▶ [Work instructions]
Nothing past the line containing "error of a unit." belongs in the output. Copy exactly every line of the data below from the first up to and including it.

Stored data:
= = = = =
//! Retry-bounded batch driver.
//!
//! Each stage walks `PENDING -> DISPATCHED -> RECONCILED` and then either
//! loops back to `DISPATCHED`, finishes in `DONE` or gives up in `ABORTED`
//! once the pass cap is reached. Completion is always re-read from the
//! marker files after a pass; in-memory success flags are only used to
//! report the last error of a unit.

use crate::core::dispatch::{DispatchOptions, Dispatcher, WorkUnit};
use crate::types::{ArdError, ArdResult};
use std::collections::{BTreeMap, BTreeSet};
use std::fmt;

/// Pipeline stages driven independently and strictly in sequence
#[derive(Debug, Clone, Copy, PartialEq, Eq, Hash)]
pub enum Stage {
    Download,
    Ard,
    Timeseries,
    Timescan,
    MosaicTimeseries,
    MosaicTimescan,
}

impl fmt::Display for Stage {
    fn fmt(&self, f: &mut fmt::Formatter<'_>) -> fmt::Result {
        let name = match self {
            Stage::Download => "download",
            Stage::Ard => "ard",
            Stage::Timeseries => "timeseries",
            Stage::Timescan => "timescan",
            Stage::MosaicTimeseries => "mosaic-timeseries",
            Stage::MosaicTimescan => "mosaic-timescan",
        };
        write!(f, "{}", name)
    }
}

#[derive(Debug, Clone, Copy, PartialEq, Eq)]
pub enum StageState {
    Pending,
    Dispatched,
    Reconciled,
    Done,
    Aborted,
}

/// A unit that did not complete
#[derive(Debug, Clone, PartialEq, Eq)]
pub struct UnresolvedUnit {
    pub key: String,
    pub group: String,
    pub last_error: Option<String>,
    /// Failed with a permanent error and was excluded from later passes
    pub permanent: bool,
}

/// Final account of one stage run
#[derive(Debug, Clone)]
pub struct StageReport {
    pub stage: Stage,
    pub state: StageState,
    pub passes: u32,
    pub total_units: usize,
    /// Work function invocations across all passes
    pub invocations: usize,
    pub completed: Vec<String>,
    /// Units still incomplete when the pass cap was hit
    pub unresolved: Vec<UnresolvedUnit>,
    /// Units excluded after a permanent failure
    pub excluded: Vec<UnresolvedUnit>,
}

impl StageReport {
    fn empty(stage: Stage) -> Self {
        Self {
            stage,
            state: StageState::Done,
            passes: 0,
            total_units: 0,
            invocations: 0,
            completed: Vec::new(),
            unresolved: Vec::new(),
            excluded: Vec::new(),
        }
    }

    pub fn is_done(&self) -> bool {
        self.state == StageState::Done
    }

    /// Aborted, or done with permanently failed units
    pub fn is_partial(&self) -> bool {
        self.state == StageState::Aborted || !self.excluded.is_empty()
    }

    /// Groups with at least one unit that did not complete, for any reason
    pub fn incomplete_groups(&self) -> BTreeSet<String> {
        self.unresolved
            .iter()
            .chain(self.excluded.iter())
            .map(|u| u.group.clone())
            .collect()
    }

    /// Groups still waiting on retryable units. Downstream stages must not
    /// start these groups.
    pub fn blocked_groups(&self) -> BTreeSet<String> {
        self.unresolved.iter().map(|u| u.group.clone()).collect()
    }

    /// Converts an aborted stage into [`ArdError::BatchPartiallyIncomplete`]
    pub fn into_result(self) -> ArdResult<Self> {
        if self.state == StageState::Aborted {
            return Err(ArdError::BatchPartiallyIncomplete {
                stage: self.stage.to_string(),
                unresolved: self.unresolved.iter().map(|u| u.key.clone()).collect(),
            });
        }
        Ok(self)
    }
}

/// Schedules the not-yet-complete units of a stage, pass after pass
#[derive(Debug, Clone, Copy)]
pub struct BatchDriver {
    pub max_passes: u32,
    pub options: DispatchOptions,
}

impl BatchDriver {
    pub fn new(max_passes: u32, options: DispatchOptions) -> Self {
        Self { max_passes, options }
    }

    pub fn run_stage<U, T, F>(&self, stage: Stage, units: Vec<U>, work: F) -> ArdResult<StageReport>
    where
        U: WorkUnit,
        T: Send,
        F: Fn(&U) -> ArdResult<T> + Sync,
    {
        if units.is_empty() {
            log::debug!("Stage {}: no units", stage);
            return Ok(StageReport::empty(stage));
        }

        let max_passes = self.max_passes.max(1);
        let mut state = StageState::Pending;
        let mut passes = 0;
        let mut invocations = 0;
        let mut incomplete: Vec<U> = Vec::new();
        let mut last_errors: BTreeMap<String, String> = BTreeMap::new();
        let mut excluded: BTreeMap<String, UnresolvedUnit> = BTreeMap::new();

        loop {
            state = match state {
                StageState::Pending => {
                    incomplete = Self::outstanding(&units, &excluded);
                    if incomplete.is_empty() {
                        log::info!("Stage {}: all {} unit(s) already complete", stage, units.len());
                        StageState::Done
                    } else {
                        StageState::Dispatched
                    }
                }
                StageState::Dispatched => {
                    passes += 1;
                    log::info!(
                        "Stage {} pass {}/{}: {} of {} unit(s) outstanding",
                        stage,
                        passes,
                        max_passes,
                        incomplete.len(),
                        units.len()
                    );
                    invocations += incomplete.len();
                    let results = Dispatcher::dispatch(&work, std::mem::take(&mut incomplete), &self.options)?;
                    for result in results {
                        if let Err(e) = result.outcome {
                            let key = result.unit.key();
                            if e.is_permanent() {
                                log::error!("Stage {}: excluding unit {}: {}", stage, key, e);
                                excluded.insert(
                                    key.clone(),
                                    UnresolvedUnit {
                                        key: key.clone(),
                                        group: result.unit.group(),
                                        last_error: Some(e.to_string()),
                                        permanent: true,
                                    },
                                );
                            }
                            last_errors.insert(key, e.to_string());
                        }
                    }
                    StageState::Reconciled
                }
                StageState::Reconciled => {
                    incomplete = Self::outstanding(&units, &excluded);
                    if incomplete.is_empty() {
                        StageState::Done
                    } else if passes >= max_passes {
                        StageState::Aborted
                    } else {
                        StageState::Dispatched
                    }
                }
                StageState::Done | StageState::Aborted => break,
            };
        }

        let unresolved: Vec<UnresolvedUnit> = incomplete
            .iter()
            .map(|u| {
                let key = u.key();
                UnresolvedUnit {
                    last_error: last_errors.get(&key).cloned(),
                    group: u.group(),
                    key,
                    permanent: false,
                }
            })
            .collect();

        let completed: Vec<String> = units.iter().filter(|u| u.is_complete()).map(|u| u.key()).collect();

        if state == StageState::Aborted {
            log::warn!(
                "Stage {} aborted after {} pass(es), {} unit(s) unresolved: {}",
                stage,
                passes,
                unresolved.len(),
                unresolved.iter().map(|u| u.key.as_str()).collect::<Vec<_>>().join(", ")
            );
        } else {
            log::info!("Stage {} done after {} pass(es)", stage, passes);
        }

        Ok(StageReport {
            stage,
            state,
            passes,
            total_units: units.len(),
            invocations,
            completed,
            unresolved,
            excluded: excluded.into_values().collect(),
        })
    }

    fn outstanding<U: WorkUnit>(units: &[U], excluded: &BTreeMap<String, UnresolvedUnit>) -> Vec<U> {
        units
            .iter()
            .filter(|u| !u.is_complete() && !excluded.contains_key(&u.key()))
            .cloned()
            .collect()
    }
}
= = = = =
▶ [Exercise response]
//! Retry-bounded batch driver.
//!
//! Each stage walks `PENDING -> DISPATCHED -> RECONCILED` and then either
//! loops back to `DISPATCHED`, finishes in `DONE` or gives up in `ABORTED`
//! once the pass cap is reached. Completion is always re-read from the
//! marker files after a pass; in-memory success flags are only used to
//! report the last error of a unit.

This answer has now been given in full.